TASK TO CARRY OUT: Write down, unchanged, the entries from the first line through the line holding "if let Err(mpsc::error::SendError(error))". Include no other line.

[Stored data entries]
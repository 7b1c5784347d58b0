//! Collects the non-fatal errors of every pipeline task and logs them.

use tokio::sync::mpsc;
use tracing::{debug, error};

use crate::Error;

/// Counters collected over a sink run.
#[derive(Debug, Clone, Copy, Default, PartialEq, Eq)]
pub struct SinkStats {
    /// Errors logged as failures.
    pub reported: u64,
    /// Cancellations seen during shutdown.
    pub cancellations: u64,
}

/// Create an error sink buffering at most `capacity` pending reports.
pub fn error_sink(capacity: usize) -> (ErrorReporter, ErrorSink) {
    let (tx, rx) = mpsc::channel(capacity.max(1));
    (ErrorReporter { tx }, ErrorSink { rx })
}

/// Cloneable handle used by tasks to hand errors to the sink.
#[derive(Debug, Clone)]
pub struct ErrorReporter {
    tx: mpsc::Sender<Error>,
}

impl ErrorReporter {
    /// Queue an error for logging. If the sink is already gone the error is logged here.
    pub async fn report(&self, error: Error) {
        if let Err(mpsc::error::SendError(error)) = self.tx.send(error).await {
            log_error(&error);
        }
    }
}

/// Consumer half. Runs until every [`ErrorReporter`] has been dropped.
#[derive(Debug)]
pub struct ErrorSink {
    rx: mpsc::Receiver<Error>,
}

impl ErrorSink {
    pub async fn run(mut self) -> SinkStats {
        let mut stats = SinkStats::default();
        while let Some(error) = self.rx.recv().await {
            if log_error(&error) {
                stats.reported += 1;
            } else {
                stats.cancellations += 1;
            }
        }
        stats
    }
}

/// Log one error. Returns `false` for an expected cancellation.
fn log_error(err: &Error) -> bool {
    match err {
        Error::Cancelled => {
            debug!("Task stopped by shutdown");
            return false;
        }
        Error::Source { source_id, error } => {
            error!(source = %source_id, error = %error, "Watch source stopped");
        }
        Error::DeliveryExhausted {
            subject,
            attempts,
            last_error,
        } => {
            error!(
                subject = %subject,
                attempts = *attempts,
                last_error = %last_error,
                "Alert dropped after exhausting delivery attempts"
            );
        }
        other => error!(error = %other, "Pipeline error"),
    }
    true
}
//! Discord notification channel.
//!
//! Posts to `POST /channels/{id}/messages` of the Discord REST API,
//! authenticated with a bot token or, when none is configured, an OAuth2
//! bearer token.
//!
//! Implements Discord's recommended rate limit handling:
//! - No hardcoded rate limits
//! - Retries on 429 responses respecting the Retry-After header

use std::time::Duration;

use async_trait::async_trait;
use reqwest::Client;
use serde::{Deserialize, Serialize};
use serde_json::json;
use tracing::debug;

use super::{
    NotificationChannel, collect_recipient_results, default_timeout_secs, send_with_rate_limit,
    truncate_message,
};
use crate::Result;
use crate::notification::alert::Alert;

/// Discord message content limit.
const DISCORD_MESSAGE_LIMIT: usize = 2000;

const DEFAULT_API_URL: &str = "https://discord.com/api/v10";

/// Discord channel configuration.
#[derive(Debug, Clone, Serialize, Deserialize)]
#[serde(deny_unknown_fields)]
pub struct DiscordConfig {
    /// Whether the channel is enabled.
    #[serde(default)]
    pub enabled: bool,
    /// Bot token, preferred over the OAuth2 token when both are set.
    #[serde(default)]
    pub bot_token: String,
    /// OAuth2 bearer token.
    #[serde(default)]
    pub oauth_token: String,
    /// Target channel IDs.
    #[serde(default)]
    pub channel_ids: Vec<String>,
    #[serde(default = "default_api_url")]
    pub api_url: String,
    /// Request timeout in seconds.
    #[serde(default = "default_timeout_secs")]
    pub timeout_secs: u64,
}

fn default_api_url() -> String {
    DEFAULT_API_URL.to_string()
}

impl Default for DiscordConfig {
    fn default() -> Self {
        Self {
            enabled: false,
            bot_token: String::new(),
            oauth_token: String::new(),
            channel_ids: Vec::new(),
            api_url: default_api_url(),
            timeout_secs: default_timeout_secs(),
        }
    }
}

impl DiscordConfig {
    pub(crate) fn problems(&self) -> Vec<String> {
        let mut problems = Vec::new();
        if self.bot_token.trim().is_empty() && self.oauth_token.trim().is_empty() {
            problems.push("notifications.discord: bot_token or oauth_token is required".to_string());
        }
        if self.channel_ids.is_empty() {
            problems.push("notifications.discord: at least one channel id is required".to_string());
        }
        problems
    }

    /// Authorization header value.
    fn authorization(&self) -> Option<String> {
        if !self.bot_token.is_empty() {
            Some(format!("Bot {}", self.bot_token))
        } else if !self.oauth_token.is_empty() {
            Some(format!("Bearer {}", self.oauth_token))
        } else {
            None
        }
    }
}

/// Discord notification channel.
pub struct DiscordChannel {
    config: DiscordConfig,
    client: Client,
}

impl DiscordChannel {
    /// Create a new Discord channel.
    pub fn new(config: DiscordConfig) -> Result<Self> {
        let client = crate::utils::http_client::build_client(
            "discord",
            Duration::from_secs(config.timeout_secs),
        )?;
        Ok(Self { config, client })
    }

    fn build_payload(alert: &Alert) -> serde_json::Value {
        let content = format!("**{}**\n{}", alert.subject, alert.body);
        json!({
            "content": truncate_message(&content, DISCORD_MESSAGE_LIMIT),
            "allowed_mentions": { "parse": [] },
        })
    }

    async fn send_to_channel(&self, channel_id: &str, payload: &serde_json::Value) -> Result<()> {
        let url = format!(
            "{}/channels/{}/messages",
            self.config.api_url.trim_end_matches('/'),
            channel_id
        );
        let authorization = self.config.authorization().unwrap_or_default();

        send_with_rate_limit("discord", || {
            self.client
                .post(&url)
                .header(reqwest::header::AUTHORIZATION, &authorization)
                .json(payload)
        })
        .await?;
        Ok(())
    }
}

#[async_trait]
impl NotificationChannel for DiscordChannel {
    fn channel_type(&self) -> &'static str {
        "discord"
    }

    fn is_enabled(&self) -> bool {
        self.config.enabled
            && self.config.authorization().is_some()
            && !self.config.channel_ids.is_empty()
    }

    async fn send(&self, alert: &Alert) -> Result<()> {
        let payload = Self::build_payload(alert);

        let mut results = Vec::with_capacity(self.config.channel_ids.len());
        for channel_id in &self.config.channel_ids {
            results.push((
                channel_id.clone(),
                self.send_to_channel(channel_id, &payload).await,
            ));
        }
        collect_recipient_results("discord", results)?;

        debug!("Discord notification sent: {}", alert.subject);
        Ok(())
    }
}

YOUR SOLUTION:
repository 7b1c5784347d58b0
//! Collects the non-fatal errors of every pipeline task and logs them.

use tokio::sync::mpsc;
use tracing::{debug, error};

use crate::Error;

/// Counters collected over a sink run.
#[derive(Debug, Clone, Copy, Default, PartialEq, Eq)]
pub struct SinkStats {
    /// Errors logged as failures.
    pub reported: u64,
    /// Cancellations seen during shutdown.
    pub cancellations: u64,
}

/// Create an error sink buffering at most `capacity` pending reports.
pub fn error_sink(capacity: usize) -> (ErrorReporter, ErrorSink) {
    let (tx, rx) = mpsc::channel(capacity.max(1));
    (ErrorReporter { tx }, ErrorSink { rx })
}

/// Cloneable handle used by tasks to hand errors to the sink.
#[derive(Debug, Clone)]
pub struct ErrorReporter {
    tx: mpsc::Sender<Error>,
}

impl ErrorReporter {
    /// Queue an error for logging. If the sink is already gone the error is logged here.
    pub async fn report(&self, error: Error) {
        if let Err(mpsc::error::SendError(error)) = self.tx.send(error).await {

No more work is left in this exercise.